Clifton, then 15, told ABC Action News classmates at Fivay High School began bullying her freshman year. Then, three days before Thanksgiving last year, after she says she was bullied all day at school, Clifton came home and swallowed 18 prescription pills.
"I decided suicide was the best option," explained Clifton.
Clifton decided to come forward with her story after her friend and classmate, Jessica Laney, 16, took her own life over the weekend. Although friends say bullying is to blame for Laney's death, police cannot find proof that is what caused the tragedy.
For Clifton, bullying came via Facebook and text messages.
"Messages saying, 'You are fat and you're pathetic and we hate you' and stuff like that," Clifton recalled.
Clifton said hurting herself was less painful than hearing people make mean comments to her.
Clifton's parents came home and found her unconscious. Clifton spent three days in the hospital recovering.
She said whenever she was bullied, she notified school administrators but was not happy with how they handled her complaints.
"Every time there was an issue it was sign this paper and don't talk to each other and if you do you will get an in school suspension," Clifton said.
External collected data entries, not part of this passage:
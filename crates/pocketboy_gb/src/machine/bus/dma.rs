use super::GameBoyBus;

impl GameBoyBus {
    /// FF46 write: copy 160 bytes from `value << 8` into OAM.
    ///
    /// The transfer completes immediately; the 160 M-cycle duration and the
    /// CPU bus conflict during it are not modelled. Sources above 0xDF read
    /// the WRAM echo, as on hardware.
    pub(super) fn start_oam_dma(&mut self, value: u8) {
        self.dma_source = value;
        let page = if value > 0xDF { value - 0x20 } else { value };
        let base = (page as u16) << 8;
        for i in 0..0xA0u16 {
            let src = base + i;
            let byte = match src {
                0x8000..=0x9FFF => self.ppu.dma_read_vram(src),
                _ => self.read8_mmio(src),
            };
            self.ppu.dma_write_oam(i as usize, byte);
        }
    }
}
//! Opcode metadata for the base (unprefixed) instruction set.
//!
//! Execution dispatches with a `match` in `exec.rs`; this table carries the
//! static properties of each opcode (length, cycle cost, flag effects) for
//! tracing and for checking the executor against the documented values.

use super::Flag;

/// Immediate operand that follows an opcode byte.
#[derive(Clone, Copy, Debug, PartialEq, Eq)]
pub enum Operand {
    None,
    /// Unsigned 8-bit immediate.
    D8,
    /// 16-bit little-endian immediate.
    D16,
    /// Signed 8-bit displacement.
    R8,
    /// Offset into the 0xFF00 page.
    A8,
    /// 16-bit little-endian address.
    A16,
}

impl Operand {
    pub const fn width(self) -> u8 {
        match self {
            Operand::None => 0,
            Operand::D8 | Operand::R8 | Operand::A8 => 1,
            Operand::D16 | Operand::A16 => 2,
        }
    }
}

/// How an instruction treats one flag.
#[derive(Clone, Copy, Debug, PartialEq, Eq)]
pub enum FlagEffect {
    Unaffected,
    Reset,
    Set,
    /// Depends on the operands.
    Computed,
}

#[derive(Clone, Copy, Debug, PartialEq, Eq)]
pub struct OpcodeInfo {
    pub mnemonic: &'static str,
    /// Encoded length in bytes, opcode included.
    pub length: u8,
    /// T-cycles; for conditional branches, the not-taken cost.
    pub cycles: u8,
    /// T-cycles when a conditional branch is taken.
    pub cycles_taken: u8,
    /// Z N H C effects: `-` unaffected, `0` reset, `1` set, a letter when
    /// computed.
    pub flags: &'static str,
    pub operand: Operand,
}

impl OpcodeInfo {
    /// `false` for the eleven unassigned opcodes.
    #[inline]
    pub fn is_defined(&self) -> bool {
        self.cycles != 0
    }

    #[inline]
    pub fn is_conditional(&self) -> bool {
        self.cycles != self.cycles_taken
    }

    pub fn flag_effect(&self, flag: Flag) -> FlagEffect {
        let index = match flag {
            Flag::Z => 0,
            Flag::N => 1,
            Flag::H => 2,
            Flag::C => 3,
        };
        match self.flags.as_bytes().get(index) {
            Some(b'-') | None => FlagEffect::Unaffected,
            Some(b'0') => FlagEffect::Reset,
            Some(b'1') => FlagEffect::Set,
            Some(_) => FlagEffect::Computed,
        }
    }
}

const fn op(
    mnemonic: &'static str,
    length: u8,
    cycles: u8,
    flags: &'static str,
    operand: Operand,
) -> OpcodeInfo {
    OpcodeInfo {
        mnemonic,
        length,
        cycles,
        cycles_taken: cycles,
        flags,
        operand,
    }
}

const fn branch(
    mnemonic: &'static str,
    length: u8,
    cycles: u8,
    cycles_taken: u8,
    operand: Operand,
) -> OpcodeInfo {
    OpcodeInfo {
        mnemonic,
        length,
        cycles,
        cycles_taken,
        flags: "----",
        operand,
    }
}

const UNDEFINED: OpcodeInfo = OpcodeInfo {
    mnemonic: "ILLEGAL",
    length: 1,
    cycles: 0,
    cycles_taken: 0,
    flags: "----",
    operand: Operand::None,
};
use super::Apu;

/// Bits that read back as 1 regardless of what was written.
fn read_mask(addr: u16) -> u8 {
    match addr {
        0xFF10 => 0x80,
        0xFF11 | 0xFF16 => 0x3F,
        0xFF12 | 0xFF17 | 0xFF21 | 0xFF22 | 0xFF24 | 0xFF25 => 0x00,
        0xFF14 | 0xFF19 | 0xFF1E | 0xFF23 => 0xBF,
        0xFF1A => 0x7F,
        0xFF1C => 0x9F,
        _ => 0xFF,
    }
}

impl Apu {
    /// FF10-FF3F.
    pub(in super::super) fn read_register(&self, addr: u16) -> u8 {
        match addr {
            0xFF26 => {
                let mut status = 0x70;
                if self.powered {
                    status |= 0x80;
                }
                let channels = [
                    self.ch1.enabled,
                    self.ch2.enabled,
                    self.ch3.enabled,
                    self.ch4.enabled,
                ];
                for (bit, on) in channels.into_iter().enumerate() {
                    if on {
                        status |= 1 << bit;
                    }
                }
                status
            }
            0xFF10..=0xFF25 => self.regs[(addr - 0xFF10) as usize] | read_mask(addr),
            // Wave RAM is owned by the channel while it plays.
            0xFF30..=0xFF3F if self.ch3.enabled => 0xFF,
            0xFF30..=0xFF3F => self.wave_ram[(addr - 0xFF30) as usize],
            _ => 0xFF,
        }
    }

    /// While NR52 bit 7 is clear only NR52 and wave RAM accept writes.
    pub(in super::super) fn write_register(&mut self, addr: u16, value: u8) {
        match addr {
            0xFF26 => {
                let on = value & 0x80 != 0;
                if self.powered && !on {
                    self.power_off();
                } else if !self.powered && on {
                    self.powered = true;
                    self.frame_step = 0;
                }
                return;
            }
            0xFF30..=0xFF3F => {
                self.wave_ram[(addr - 0xFF30) as usize] = value;
                return;
            }
            0xFF10..=0xFF25 if self.powered => {
                self.regs[(addr - 0xFF10) as usize] = value;
            }
            _ => return,
        }

        match addr {
            0xFF10 => self.ch1.write_sweep(value),
            0xFF11 => self.ch1.write_duty_length(value),
            0xFF12 => self.ch1.write_envelope(value),
            0xFF13 => self.ch1.write_frequency_low(value),
            0xFF14 => {
                self.ch1.write_frequency_high(value);
                if value & 0x80 != 0 {
                    self.ch1.trigger();
                }
            }
            0xFF16 => self.ch2.write_duty_length(value),
            0xFF17 => self.ch2.write_envelope(value),
            0xFF18 => self.ch2.write_frequency_low(value),
            0xFF19 => {
                self.ch2.write_frequency_high(value);
                if value & 0x80 != 0 {
                    self.ch2.trigger();
                }
            }
            0xFF1A => self.ch3.write_dac(value),
            0xFF1B => self.ch3.write_length(value),
            0xFF1C => self.ch3.write_volume(value),
            0xFF1D => self.ch3.write_frequency_low(value),
            0xFF1E => {
                self.ch3.write_frequency_high(value);
                if value & 0x80 != 0 {
                    self.ch3.trigger();
                }
            }
            0xFF20 => self.ch4.write_length(value),
            0xFF21 => self.ch4.write_envelope(value),
            0xFF22 => self.ch4.write_polynomial(value),
            0xFF23 => {
                self.ch4.write_control(value);
                if value & 0x80 != 0 {
                    self.ch4.trigger();
                }
            }
            0xFF24 => self.nr50 = value,
            0xFF25 => self.nr51 = value,
            _ => {}
        }
    }
}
Principal Angie Stone explained that students are brought to mediation to try and work their issues out. She added that all bullying allegations are taken seriously and investigated. If an allegation turns out to be true, disciplinary action is taken and punishment depends on the severity of the bullying.
"It could be an in school suspension and out of school suspension or it could be removing a student from the school," explained Stone in a telephone interview.
Stone told ABC Action News bullying is something that is coming up more often at the high school, especially over the past year.
What presents a problem for administrators is that bullying is taking place via text message and online and not on school grounds or face-to-face. Still, she says school leaders try to intervene.
"If somebody is being sending inappropriate text messages or inappropriate Facebook stuff we ask for copies from the parents or from the students," Stone explained.
Stone said workshops are held to teach students that bullying by definition is a person being habitually cruel to a weaker person. She said the goal is to raise awareness and prevent bullying from happening.